In the demand equation $Q=f(P)$ (in which $Q$ is the number of units of a good or service demanded), $P$ is the relative price of the good or service rather than the nominal price. It is the change in a relative price that prompts a change in the quantity demanded. For example, if all prices rise by 10% there is no change in any relative prices, so if consumers' nominal income and wealth also go up by 10% leaving real income and real wealth unchanged, then demand for each good or service will be unaffected. But if the price of a particular good goes up by, say, 2% while the prices of the other goods and services go down enough that the overall price level is unchanged, then the relative price of the particular good has increased while purchasing power has been unaffected, so the quantity of the good demanded will go down.

==Budget constraint and indifference curves==

In the graphical rendition of the theory of consumer choice, as shown in the accompanying graph, the consumer's choice of the optimal quantities to demand of two goods is the point of tangency between an indifference curve (curved) and the budget constraint (a straight line). The graph shows an initial budget constraint BC1 with resulting choice at tangency point A, and a new budget constraint after a decrease in the absolute price of Y (the good whose quantity is shown horizontally), with resulting choice at tangency point C. In each case the absolute value of the slope of the budget constraint is the ratio of the price of good Y to the price of good X – that is, the relative price of good Y in terms of X.
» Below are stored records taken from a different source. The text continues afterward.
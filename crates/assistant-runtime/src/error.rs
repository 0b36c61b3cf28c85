use shared::config::ConfigError;
use shared::guardrails::{GuardrailError, GuardrailReason};
use shared::listing_store::StoreError;
use shared::llm::{LlmGatewayError, OutputValidationError};
use shared::media::ObjectStoreError;
use shared::memory::MemoryStoreError;
use shared::single_flight::SingleFlightError;
use thiserror::Error;

use crate::observer::PipelineStage;

/// Failure of one request. Cloneable so a deduplicated generation can hand the same
/// outcome to every waiter.
#[derive(Debug, Clone, PartialEq, Eq, Error)]
pub enum PipelineError {
    #[error("request blocked by {guardrail}: {reason}")]
    GuardrailBlocked {
        guardrail: &'static str,
        reason: String,
    },
    #[error("{scope} rate limit exceeded, retry after {retry_after_seconds}s")]
    QuotaOrRateExceeded {
        scope: &'static str,
        retry_after_seconds: u64,
    },
    #[error("{stage} timed out")]
    UpstreamTimeout { stage: PipelineStage },
    #[error("{stage} failed: {message}")]
    UpstreamError {
        stage: PipelineStage,
        message: String,
    },
    #[error("{stage} produced malformed output: {reason}")]
    MalformedAgentOutput {
        stage: PipelineStage,
        reason: String,
    },
    #[error("invalid image: {0}")]
    InvalidImage(String),
}

impl PipelineError {
    pub fn stage(&self) -> Option<PipelineStage> {
        match self {
            Self::GuardrailBlocked { .. } | Self::QuotaOrRateExceeded { .. } => {
                Some(PipelineStage::InputGuardrails)
            }
            Self::UpstreamTimeout { stage }
            | Self::UpstreamError { stage, .. }
            | Self::MalformedAgentOutput { stage, .. } => Some(*stage),
            Self::InvalidImage(_) => Some(PipelineStage::ImageValidation),
        }
    }

    /// Whether resubmitting later may succeed without changing the request.
    pub fn is_retryable(&self) -> bool {
        matches!(
            self,
            Self::QuotaOrRateExceeded { .. } | Self::UpstreamTimeout { .. } | Self::UpstreamError { .. }
        )
    }

    pub(crate) fn upstream(stage: PipelineStage, err: LlmGatewayError) -> Self {
        match err {
            LlmGatewayError::Timeout => Self::UpstreamTimeout { stage },
            other => Self::UpstreamError {
                stage,
                message: other.to_string(),
            },
        }
    }

    pub(crate) fn store(stage: PipelineStage, err: StoreError) -> Self {
        Self::UpstreamError {
            stage,
            message: err.to_string(),
        }
    }

    pub(crate) fn memory(err: MemoryStoreError) -> Self {
        Self::UpstreamError {
            stage: PipelineStage::Memory,
            message: err.to_string(),
        }
    }

    pub(crate) fn object_store(err: ObjectStoreError) -> Self {
        Self::UpstreamError {
            stage: PipelineStage::MediaPresign,
            message: err.to_string(),
        }
    }

    pub(crate) fn malformed(stage: PipelineStage, err: OutputValidationError) -> Self {
        Self::MalformedAgentOutput {
            stage,
            reason: err.to_string(),
        }
    }

    /// Maps an input-side guardrail failure. Rate rejections keep their own variant.
    pub(crate) fn from_input_guardrail(err: GuardrailError) -> Self {
        match err {
            GuardrailError::Blocked {
                reason:
                    GuardrailReason::RateLimited {
                        scope,
                        retry_after_seconds,
                    },
                ..
            } => Self::QuotaOrRateExceeded {
                scope: scope.as_str(),
                retry_after_seconds,
            },
            GuardrailError::Blocked { guardrail, reason } => Self::GuardrailBlocked {
                guardrail,
                reason: reason.to_string(),
            },
            GuardrailError::Upstream { source, .. } => {
                Self::upstream(PipelineStage::InputGuardrails, source)
            }
        }
    }

    /// Any output-side rejection is a structural failure of the agent that produced it.
    pub(crate) fn from_output_guardrail(stage: PipelineStage, err: GuardrailError) -> Self {
        match err {
            GuardrailError::Blocked { guardrail, reason } => Self::MalformedAgentOutput {
                stage,
                reason: format!("{guardrail}: {reason}"),
            },
            GuardrailError::Upstream { source, .. } => Self::upstream(stage, source),
        }
    }

    pub(crate) fn from_flight(stage: PipelineStage, err: SingleFlightError<Self>) -> Self {
        match err {
            SingleFlightError::Upstream(err) => err,
            SingleFlightError::Aborted { reason, .. } => Self::UpstreamError {
                stage,
                message: format!("shared work aborted: {reason}"),
            },
        }
    }
}

#[derive(Debug, Error)]
pub enum RuntimeBuildError {
    #[error("assistant runtime requires a {0}")]
    MissingCollaborator(&'static str),
    #[error(transparent)]
    Config(#[from] ConfigError),
}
==Distinguishing relative and general price changes==

Often inflation makes it difficult for economic agents to immediately distinguish increases in the price of a good which are due to relative price changes from changes in the price which are due to inflation of prices in general. This situation can lead to allocative inefficiency, and is one of the negative effects of inflation. In general, price change means that when the demand for a commodity increases, the price will go up, and when the demand for a commodity decreases, the price will also go down. However, during the period of inflation, the relationship between supply and demand and the change of demand are very special, which requires the judgment of special variation.

== Relative price factors ==
There are many factors affecting relative price, such as the change of employee labor rate, the difference of production supply and the change of government price policy, which can affect the change of relative price among commodities.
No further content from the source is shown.